### [HOW TO COMPLETE THIS TASK]
Copy every line of the listing that holds the string "RwLock".

+ + +

//! HTTP implementation of the service traits.

use std::sync::RwLock;
use std::time::Duration;

use async_trait::async_trait;
use serde::de::DeserializeOwned;
use serde::Serialize;
use tracing::debug;

use crate::api::types::{
    AuthResponse, LoginRequest, NewProject, NewTask, Project, RegisterRequest, StartSession, Task,
    WorkSession,
};
use crate::core::{AuthApi, SessionApi, WorkspaceApi};
use crate::error::BlitzError;

/// HTTP client for the BlitzNow API.
///
/// The bearer token sits behind a lock so a login performed from the
/// dashboard is visible to every component sharing the client.
pub struct ApiClient {
    http: reqwest::Client,
    base_url: String,
    token: RwLock<Option<String>>,
}

impl ApiClient {
    /// Create a client for the given base URL.
    ///
    /// # Errors
    ///
    /// Returns an error if the underlying HTTP client cannot be built.
    pub fn new(base_url: &str, timeout: Duration) -> Result<Self, BlitzError> {
        let http = reqwest::Client::builder()
            .timeout(timeout)
            .user_agent(concat!("blitz/", env!("CARGO_PKG_VERSION")))
            .build()?;

        Ok(Self {
            http,
            base_url: base_url.trim_end_matches('/').to_string(),
            token: RwLock::new(None),
        })
    }

    /// Attach a token at construction time.
    #[must_use]
    pub fn with_token(self, token: Option<String>) -> Self {
        self.set_token(token);
        self
    }

    /// Replace the bearer token.
    pub fn set_token(&self, token: Option<String>) {
        if let Ok(mut guard) = self.token.write() {
            *guard = token;
        }
    }

    /// Current bearer token, if any.
    #[must_use]
    pub fn token(&self) -> Option<String> {
        self.token.read().ok().and_then(|guard| guard.clone())
    }

    #[must_use]
    pub fn is_authenticated(&self) -> bool {
        self.token().is_some()
    }

    #[must_use]
    pub fn base_url(&self) -> &str {
        &self.base_url
    }

    fn url(&self, path: &str) -> String {
        format!("{}/{}", self.base_url, path.trim_start_matches('/'))
    }

    fn bearer(&self) -> Result<String, BlitzError> {
        self.token()
            .map(|token| format!("Bearer {token}"))
            .ok_or(BlitzError::NotAuthenticated)
    }

    async fn get_json<T: DeserializeOwned>(&self, path: &str) -> Result<T, BlitzError> {
        debug!(path, "GET");
        let resp = self
            .http
            .get(self.url(path))
            .header(reqwest::header::AUTHORIZATION, self.bearer()?)
            .send()
            .await?;
        let resp = check_response(resp).await?;
        Ok(resp.json().await?)
    }

    async fn post_json<B, T>(&self, path: &str, body: &B, authenticated: bool) -> Result<T, BlitzError>
    where
        B: Serialize + Sync + ?Sized,
        T: DeserializeOwned,
    {
        let resp = self.post(path, body, authenticated).await?;
        Ok(resp.json().await?)
    }

    async fn post<B>(&self, path: &str, body: &B, authenticated: bool) -> Result<reqwest::Response, BlitzError>
    where
        B: Serialize + Sync + ?Sized,
    {
        debug!(path, authenticated, "POST");
        let mut request = self.http.post(self.url(path)).json(body);
        if authenticated {
            request = request.header(reqwest::header::AUTHORIZATION, self.bearer()?);
        }
        check_response(request.send().await?).await
    }
}

#[async_trait]
impl AuthApi for ApiClient {
    async fn login(&self, request: &LoginRequest) -> Result<AuthResponse, BlitzError> {
        self.post_json("auth/login", request, false).await
    }

    async fn register(&self, request: &RegisterRequest) -> Result<AuthResponse, BlitzError> {
        self.post_json("auth/register", request, false).await
    }

    fn attach_token(&self, token: Option<String>) {
        self.set_token(token);
    }
}

#[async_trait]
impl WorkspaceApi for ApiClient {
    async fn list_projects(&self) -> Result<Vec<Project>, BlitzError> {
        self.get_json("projects").await
    }

    async fn create_project(&self, project: &NewProject) -> Result<Project, BlitzError> {
        self.post_json("projects", project, true).await
    }

    async fn list_tasks(&self) -> Result<Vec<Task>, BlitzError> {
        self.get_json("tasks").await
    }

    async fn create_task(&self, task: &NewTask) -> Result<Task, BlitzError> {
        self.post_json("tasks", task, true).await
    }
}

#[async_trait]
impl SessionApi for ApiClient {
    async fn start_session(&self, request: &StartSession) -> Result<WorkSession, BlitzError> {
        self.post_json("sessions/start", request, true).await
    }

    async fn stop_session(&self, session_id: &str) -> Result<(), BlitzError> {
        let path = format!("sessions/{session_id}/stop");
        self.post(&path, &serde_json::json!({}), true).await?;
        Ok(())
    }
}

/// Map a non-success response onto the error taxonomy.
///
/// # Errors
///
/// - 401/403 → [`BlitzError::Unauthorized`]
/// - 404 → [`BlitzError::NotFound`]
/// - any other non-2xx → [`BlitzError::Api`]
pub async fn check_response(resp: reqwest::Response) -> Result<reqwest::Response, BlitzError> {
    let status = resp.status();
    if status.is_success() {
        return Ok(resp);
    }

    let body = resp.text().await.unwrap_or_default();
    let message = if body.trim().is_empty() {
        status.canonical_reason().unwrap_or("request failed").to_string()
    } else {
        body
    };

    match status.as_u16() {
        401 | 403 => Err(BlitzError::Unauthorized(message)),
        404 => Err(BlitzError::NotFound(message)),
        code => Err(BlitzError::Api {
            status: code,
            message,
        }),
    }
}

+ + +

### [YOUR RESPONSE]
use std::sync::RwLock;
    token: RwLock<Option<String>>,
            token: RwLock::new(None),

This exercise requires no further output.